RBI to change how banks calculate lending rates
RBI To Change How Banks Calculate Lending Rates. The Reserve Bank of India (RBI) issued draft guidelines on Tuesday for its proposed plan to change how banks calculate their lending rates
Mumbai: The Reserve Bank of India (RBI) issued draft guidelines on Tuesday for its proposed plan to change how banks calculate their lending rates, which would make them more responsive to monetary policy actions but would likely be opposed by the sector.
Banks currently have a good degree of freedom in determining their lending rates, but that has created frustration among Reserve Bank of India officials, who believe the sector is seeking to protect profit margins and is therefore not passing on central bank rate cuts quickly enough.
The RBI has cut the country's main repo rate three times by a total of 75 basis points this year, but most banks have lowered their base lending rates by only around 30 basis points.
The RBI in April proposed that lenders start determining base rates using the so-called marginal cost of funds.
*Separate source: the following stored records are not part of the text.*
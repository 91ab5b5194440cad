use std::sync::Arc;
use std::time::Duration;

use async_trait::async_trait;
use base64::{
    Engine as _,
    engine::general_purpose::{STANDARD, URL_SAFE_NO_PAD},
};
use bizagent_core::models::email::{SendResult, SendingStats};
use eyre::{eyre, Result, WrapErr};
use reqwest::Client;
use serde::Deserialize;
use serde_json::json;
use tracing::{error, info, warn};
use uuid::Uuid;

use super::MailTransport;
use crate::config::SenderConfig;
use crate::oauth::AccessTokenSource;

const GMAIL_API: &str = "https://gmail.googleapis.com/gmail/v1/users/me";

#[derive(Debug, Deserialize)]
struct SendResponse {
    id: String,
}

#[derive(Debug, Deserialize)]
#[serde(rename_all = "camelCase")]
struct ListResponse {
    #[serde(default)]
    result_size_estimate: u64,
}

/// Sends through the Gmail API as the OAuth-authorised account.
pub struct GmailTransport {
    client: Client,
    sender: SenderConfig,
    tokens: Arc<dyn AccessTokenSource>,
}

impl GmailTransport {
    pub fn new(sender: SenderConfig, tokens: Arc<dyn AccessTokenSource>) -> Result<Self> {
        let client = Client::builder()
            .timeout(Duration::from_secs(30))
            .build()
            .wrap_err("Failed to build Gmail HTTP client")?;

        Ok(Self {
            client,
            sender,
            tokens,
        })
    }

    async fn try_send(
        &self,
        to: &str,
        subject: &str,
        html_content: &str,
        text_content: Option<&str>,
    ) -> Result<String> {
        let token = self.tokens.access_token().await?;
        let message = build_mime_message(&self.sender, to, subject, html_content, text_content)?;

        let response = self
            .client
            .post(format!("{}/messages/send", GMAIL_API))
            .bearer_auth(token)
            .json(&json!({ "raw": URL_SAFE_NO_PAD.encode(message.as_bytes()) }))
            .send()
            .await
            .wrap_err("Gmail send request failed")?;

        if !response.status().is_success() {
            let status = response.status();
            let body = response.text().await.unwrap_or_default();
            return Err(eyre!(
                "Gmail API returned {}: {}",
                status,
                body
            ));
        }

        let body: SendResponse = response
            .json()
            .await
            .wrap_err("Invalid Gmail send response")?;
        Ok(body.id)
    }
}

#[async_trait]
impl MailTransport for GmailTransport {
    fn name(&self) -> &'static str {
        "gmail"
    }

    async fn send_email(
        &self,
        to: &str,
        subject: &str,
        html_content: &str,
        text_content: Option<&str>,
    ) -> SendResult {
        match self.try_send(to, subject, html_content, text_content).await {
            Ok(id) => {
                info!("Gmail message {} sent to {}", id, to);
                SendResult::sent(id)
            }
            Err(e) => {
                error!("Gmail send to {} failed: {:#}", to, e);
                SendResult::failed(format!("{:#}", e))
            }
        }
    }

    async fn test_connection(&self) -> bool {
        let token = match self.tokens.access_token().await {
            Ok(token) => token,
            Err(e) => {
                warn!("Gmail connection test has no token: {:#}", e);
                return false;
            }
        };

        match self
            .client
            .get(format!("{}/profile", GMAIL_API))
            .bearer_auth(token)
            .send()
            .await
        {
            Ok(response) => response.status().is_success(),
            Err(e) => {
                warn!("Gmail connection test failed: {}", e);
                false
            }
        }
    }

    /// Gmail exposes no engagement data; only `sent` is populated.
    async fn get_sending_stats(&self, window_days: u32) -> Result<SendingStats> {
        let token = self.tokens.access_token().await?;
        let query = format!("in:sent newer_than:{}d", window_days.max(1));

        let response = self
            .client
            .get(format!("{}/messages", GMAIL_API))
            .bearer_auth(token)
            .query(&[("q", query.as_str()), ("maxResults", "1")])
            .send()
            .await
            .wrap_err("Gmail list request failed")?;

        if !response.status().is_success() {
            return Err(eyre!("Gmail API returned {}", response.status()));
        }

        let body: ListResponse = response.json().await?;
        Ok(SendingStats {
            sent: body.result_size_estimate,
            ..Default::default()
        })
    }
}

/// Encodes a header value as RFC 2047 when it is not plain ASCII.
fn encode_header(value: &str) -> String {
    if value.is_ascii() {
        value.to_string()
    } else {
        format!("=?UTF-8?B?{}?=", STANDARD.encode(value.as_bytes()))
    }
}

fn single_line<'a>(name: &str, value: &'a str) -> Result<&'a str> {
    if value.contains(['\r', '\n']) {
        return Err(eyre!("{} header must not contain line breaks", name));
    }
    Ok(value)
}

/// Builds an RFC 2822 message; multipart/alternative when a text body is given.
///
/// Header values with line breaks are rejected.
pub fn build_mime_message(
    sender: &SenderConfig,
    to: &str,
    subject: &str,
    html_content: &str,
    text_content: Option<&str>,
) -> Result<String> {
    let to = single_line("To", to)?;
    let subject = single_line("Subject", subject)?;
    let from_name = single_line("From", &sender.from_name)?;

    let mut message = format!(
        "From: {} <{}>\r\nTo: {}\r\nSubject: {}\r\nMIME-Version: 1.0\r\n",
        encode_header(from_name),
        sender.from_email,
        to,
        encode_header(subject)
    );

    match text_content {
        Some(text) => {
            let boundary = format!("bizagent-{}", Uuid::new_v4().simple());
            message.push_str(&format!(
                "Content-Type: multipart/alternative; boundary=\"{b}\"\r\n\r\n\
                 --{b}\r\nContent-Type: text/plain; charset=\"UTF-8\"\r\n\r\n{text}\r\n\
                 --{b}\r\nContent-Type: text/html; charset=\"UTF-8\"\r\n\r\n{html}\r\n\
                 --{b}--\r\n",
                b = boundary,
                text = text,
                html = html_content
            ));
        }
        None => {
            message.push_str("Content-Type: text/html; charset=\"UTF-8\"\r\n\r\n");
            message.push_str(html_content);
            message.push_str("\r\n");
        }
    }

    Ok(message)
}

#[cfg(test)]
mod tests {
    use super::*;

    fn sender() -> SenderConfig {
        SenderConfig {
            from_email: "outreach@bizagent.dev".to_string(),
            from_name: "Biz Agent".to_string(),
        }
    }

    #[test]
    fn test_html_only_message() {
        let message = build_mime_message(&sender(), "ceo@acme.io", "Hello", "<p>Hi</p>", None).unwrap();

        assert!(message.starts_with("From: Biz Agent <outreach@bizagent.dev>\r\n"));
        assert!(message.contains("To: ceo@acme.io\r\n"));
        assert!(message.contains("Subject: Hello\r\n"));
        assert!(message.contains("Content-Type: text/html; charset=\"UTF-8\"\r\n\r\n<p>Hi</p>"));
        assert!(!message.contains("multipart"));
    }

    #[test]
    fn test_multipart_message_has_both_parts() {
        let message =
            build_mime_message(&sender(), "ceo@acme.io", "Hello", "<p>Hi</p>", Some("Hi"))
                .unwrap();

        assert!(message.contains("multipart/alternative"));
        assert!(message.contains("text/plain"));
        assert!(message.contains("<p>Hi</p>"));
        assert!(message.trim_end().ends_with("--"));
    }

    #[test]
    fn test_non_ascii_subject_is_encoded() {
        let message = build_mime_message(&sender(), "ceo@acme.io", "Grüße", "<p>Hi</p>", None).unwrap();

        assert!(message.contains("Subject: =?UTF-8?B?"));
        assert!(!message.contains("Grüße"));
    }

    #[test]
    fn test_line_breaks_in_headers_are_rejected() {
        let subject = "Hello Acme\r\nBcc: spy@evil.io";
        assert!(build_mime_message(&sender(), "ceo@acme.io", subject, "<p>Hi</p>", None).is_err());

        let to = "ceo@acme.io\nBcc: spy@evil.io";
        assert!(build_mime_message(&sender(), to, "Hello", "<p>Hi</p>", None).is_err());

        let mut sender = sender();
        sender.from_name = "Biz\rAgent".to_string();
        assert!(build_mime_message(&sender, "ceo@acme.io", "Hello", "<p>Hi</p>", None).is_err());
    }

    #[test]
    fn test_list_response_defaults_estimate() {
        let body: ListResponse = serde_json::from_str("{}").unwrap();
        assert_eq!(body.result_size_estimate, 0);
    }
}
Under this method, banks' lending rates would respond more quickly to money market rates, analysts said.
On Tuesday, the RBI unveiled the detailed draft guidelines on how banks should calculate their lending rates, and asked for feedback by September 15. The central bank wants to implement the measures by April of next year.
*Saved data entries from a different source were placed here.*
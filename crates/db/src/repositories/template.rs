use crate::models::DbEmailTemplate;
use bizagent_core::models::template::NewEmailTemplate;
use chrono::Utc;
use eyre::Result;
use sqlx::{Pool, Postgres};
use uuid::Uuid;

pub async fn create_template(
    pool: &Pool<Postgres>,
    template: &NewEmailTemplate,
) -> Result<DbEmailTemplate> {
    let id = Uuid::new_v4();

    let row = sqlx::query_as::<_, DbEmailTemplate>(
        r#"
        INSERT INTO email_templates (id, name, category, subject, html_content, text_content, created_at)
        VALUES ($1, $2, $3, $4, $5, $6, $7)
        RETURNING id, name, category, subject, html_content, text_content, created_at
        "#,
    )
    .bind(id)
    .bind(&template.name)
    .bind(&template.category)
    .bind(&template.subject)
    .bind(&template.html_content)
    .bind(&template.text_content)
    .bind(Utc::now())
    .fetch_one(pool)
    .await?;

    Ok(row)
}

pub async fn get_template_by_id(
    pool: &Pool<Postgres>,
    id: Uuid,
) -> Result<Option<DbEmailTemplate>> {
    let row = sqlx::query_as::<_, DbEmailTemplate>(
        r#"
        SELECT id, name, category, subject, html_content, text_content, created_at
        FROM email_templates
        WHERE id = $1
        "#,
    )
    .bind(id)
    .fetch_optional(pool)
    .await?;

    Ok(row)
}

pub async fn list_templates(pool: &Pool<Postgres>) -> Result<Vec<DbEmailTemplate>> {
    let rows = sqlx::query_as::<_, DbEmailTemplate>(
        r#"
        SELECT id, name, category, subject, html_content, text_content, created_at
        FROM email_templates
        ORDER BY category ASC, name ASC
        "#,
    )
    .fetch_all(pool)
    .await?;

    Ok(rows)
}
"For monetary transmission to occur, lending rates have to be sensitive to the policy rate," the RBI said in the release.
"It was observed that base rates based on marginal cost of funds are more sensitive to changes in the policy rates."
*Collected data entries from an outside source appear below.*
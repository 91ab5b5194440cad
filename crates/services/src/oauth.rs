//! Google OAuth token lifecycle: consent URL, code exchange, persistence and
//! refresh of the single stored credential set.

use std::sync::Arc;
use std::time::Duration;

use async_trait::async_trait;
use bizagent_core::models::oauth::OAuthToken;
use bizagent_db::store::OAuthTokenRepository;
use chrono::{Duration as ChronoDuration, Utc};
use eyre::{eyre, Result, WrapErr};
use reqwest::Client;
use serde::Deserialize;
use tracing::{error, info, warn};

use crate::config::GoogleOAuthConfig;

pub const GOOGLE_PROVIDER: &str = "google";

const AUTH_ENDPOINT: &str = "https://accounts.google.com/o/oauth2/v2/auth";
const TOKEN_ENDPOINT: &str = "https://oauth2.googleapis.com/token";
const TOKENINFO_ENDPOINT: &str = "https://oauth2.googleapis.com/tokeninfo";

/// Refresh this long before the stored expiry.
const REFRESH_MARGIN_SECS: i64 = 60;

/// Anything that can hand out a currently valid bearer token.
#[async_trait]
pub trait AccessTokenSource: Send + Sync {
    async fn access_token(&self) -> Result<String>;
}

/// Token endpoint response for both the code and refresh grants.
#[derive(Debug, Clone, Deserialize)]
pub struct TokenGrant {
    pub access_token: String,
    #[serde(default)]
    pub refresh_token: Option<String>,
    #[serde(default)]
    pub expires_in: Option<i64>,
    #[serde(default)]
    pub scope: Option<String>,
    #[serde(default)]
    pub token_type: Option<String>,
}

#[async_trait]
pub trait TokenEndpoint: Send + Sync {
    async fn exchange_code(&self, code: &str) -> Result<TokenGrant>;
    async fn refresh(&self, refresh_token: &str) -> Result<TokenGrant>;
    /// True when the provider still accepts `access_token`.
    async fn verify(&self, access_token: &str) -> Result<bool>;
}

pub struct GoogleTokenEndpoint {
    client: Client,
    config: GoogleOAuthConfig,
}

impl GoogleTokenEndpoint {
    pub fn new(config: GoogleOAuthConfig) -> Result<Self> {
        let client = Client::builder()
            .timeout(Duration::from_secs(15))
            .build()
            .wrap_err("Failed to build OAuth HTTP client")?;
        Ok(Self { client, config })
    }

    async fn grant(&self, form: &[(&str, &str)]) -> Result<TokenGrant> {
        let response = self
            .client
            .post(TOKEN_ENDPOINT)
            .form(form)
            .send()
            .await
            .wrap_err("Token endpoint request failed")?;

        if !response.status().is_success() {
            let status = response.status();
            let body = response.text().await.unwrap_or_default();
            return Err(eyre!(
                "Token endpoint returned {}: {}",
                status,
                body
            ));
        }

        response
            .json()
            .await
            .wrap_err("Invalid token endpoint response")
    }
}

#[async_trait]
impl TokenEndpoint for GoogleTokenEndpoint {
    async fn exchange_code(&self, code: &str) -> Result<TokenGrant> {
        self.grant(&[
            ("code", code),
            ("client_id", &self.config.client_id),
            ("client_secret", &self.config.client_secret),
            ("redirect_uri", &self.config.redirect_uri),
            ("grant_type", "authorization_code"),
        ])
        .await
    }

    async fn refresh(&self, refresh_token: &str) -> Result<TokenGrant> {
        self.grant(&[
            ("refresh_token", refresh_token),
            ("client_id", &self.config.client_id),
            ("client_secret", &self.config.client_secret),
            ("grant_type", "refresh_token"),
        ])
        .await
    }

    async fn verify(&self, access_token: &str) -> Result<bool> {
        let response = self
            .client
            .get(TOKENINFO_ENDPOINT)
            .query(&[("access_token", access_token)])
            .send()
            .await
            .wrap_err("Tokeninfo request failed")?;
        Ok(response.status().is_success())
    }
}

pub struct OAuthService {
    config: GoogleOAuthConfig,
    repo: Arc<dyn OAuthTokenRepository>,
    endpoint: Arc<dyn TokenEndpoint>,
}

impl OAuthService {
    pub fn new(
        config: GoogleOAuthConfig,
        repo: Arc<dyn OAuthTokenRepository>,
        endpoint: Arc<dyn TokenEndpoint>,
    ) -> Self {
        Self {
            config,
            repo,
            endpoint,
        }
    }

    pub fn get_auth_url(&self) -> String {
        let scopes = self.config.scopes.join(" ");
        format!(
            "{}?client_id={}&redirect_uri={}&response_type=code&scope={}&access_type=offline&prompt=consent",
            AUTH_ENDPOINT,
            urlencoding::encode(&self.config.client_id),
            urlencoding::encode(&self.config.redirect_uri),
            urlencoding::encode(&scopes),
        )
    }

    /// Exchanges an authorization code and stores the resulting token set.
    pub async fn handle_callback(&self, code: &str) -> bool {
        let result = async {
            let grant = self.endpoint.exchange_code(code).await?;
            let token = self.token_from_grant(grant, None);
            self.repo.save_token(&token).await?;
            Ok::<_, eyre::Report>(())
        }
        .await;

        match result {
            Ok(()) => {
                info!("Stored Google OAuth tokens");
                true
            }
            Err(e) => {
                error!("OAuth callback failed: {:#}", e);
                false
            }
        }
    }

    pub async fn load_tokens(&self) -> Result<Option<OAuthToken>> {
        Ok(self.repo.load_token(GOOGLE_PROVIDER).await?.map(Into::into))
    }

    pub async fn is_authenticated(&self) -> bool {
        match self.load_tokens().await {
            Ok(Some(token)) => token.refresh_token.is_some() || !token.is_expired_at(Utc::now()),
            Ok(None) => false,
            Err(e) => {
                warn!("Could not load OAuth tokens: {:#}", e);
                false
            }
        }
    }

    pub async fn test_connection(&self) -> bool {
        let token = match self.access_token().await {
            Ok(token) => token,
            Err(e) => {
                warn!("OAuth connection test has no usable token: {:#}", e);
                return false;
            }
        };

        match self.endpoint.verify(&token).await {
            Ok(valid) => valid,
            Err(e) => {
                warn!("OAuth token verification failed: {:#}", e);
                false
            }
        }
    }

    fn token_from_grant(&self, grant: TokenGrant, previous_refresh: Option<String>) -> OAuthToken {
        let now = Utc::now();
        let scopes = match grant.scope {
            Some(scope) => scope.split_whitespace().map(str::to_string).collect(),
            None => self.config.scopes.clone(),
        };

        OAuthToken {
            provider: GOOGLE_PROVIDER.to_string(),
            access_token: grant.access_token,
            refresh_token: grant.refresh_token.or(previous_refresh),
            expires_at: grant
                .expires_in
                .map(|secs| now + ChronoDuration::seconds(secs)),
            scopes,
            token_type: grant.token_type.unwrap_or_else(|| "Bearer".to_string()),
            updated_at: now,
        }
    }
}

#[async_trait]
impl AccessTokenSource for OAuthService {
    async fn access_token(&self) -> Result<String> {
        let token = self
            .load_tokens()
            .await?
            .ok_or_else(|| eyre!("Google account is not connected"))?;

        let refresh_at = Utc::now() + ChronoDuration::seconds(REFRESH_MARGIN_SECS);
        if !token.is_expired_at(refresh_at) {
            return Ok(token.access_token);
        }

        let refresh_token = token
            .refresh_token
            .ok_or_else(|| eyre!("Access token expired and no refresh token is stored"))?;

        info!("Refreshing Google access token");
        let grant = self.endpoint.refresh(&refresh_token).await?;
        let refreshed = self.token_from_grant(grant, Some(refresh_token));
        self.repo.save_token(&refreshed).await?;

        Ok(refreshed.access_token)
    }
}
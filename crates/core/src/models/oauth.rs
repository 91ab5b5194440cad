use chrono::{DateTime, Utc};
use serde::{Deserialize, Serialize};

/// The persisted OAuth credential set. Only one row is active at a time.
#[derive(Debug, Clone, PartialEq, Serialize, Deserialize)]
#[serde(rename_all = "camelCase")]
pub struct OAuthToken {
    pub provider: String,
    pub access_token: String,
    pub refresh_token: Option<String>,
    pub expires_at: Option<DateTime<Utc>>,
    pub scopes: Vec<String>,
    pub token_type: String,
    pub updated_at: DateTime<Utc>,
}

impl OAuthToken {
    pub fn is_expired_at(&self, now: DateTime<Utc>) -> bool {
        self.expires_at.map(|exp| exp <= now).unwrap_or(false)
    }
}

#[derive(Debug, Clone, Serialize, Deserialize)]
#[serde(rename_all = "camelCase")]
pub struct AuthUrlResponse {
    pub auth_url: String,
}

#[derive(Debug, Clone, Serialize, Deserialize)]
#[serde(rename_all = "camelCase")]
pub struct AuthStatusResponse {
    pub authenticated: bool,
    pub expires_at: Option<DateTime<Utc>>,
    pub scopes: Vec<String>,
}

#[derive(Debug, Clone, Deserialize)]
pub struct CallbackQuery {
    pub code: Option<String>,
    pub error: Option<String>,
}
But the move is likely to be opposed by banks, which say they need to maintain flexibility in setting lending rates because money market conditions can be volatile.
Banks have also maintained they are lowering their lending rates as soon as they can but are constrained because they must weigh how much they are receiving in deposits with interest they owe to customers and companies.
"It is difficult to work on a marginal cost model because the term deposits are locked in for a specific time and can't be repriced as frequently as assets," said a state-run banker.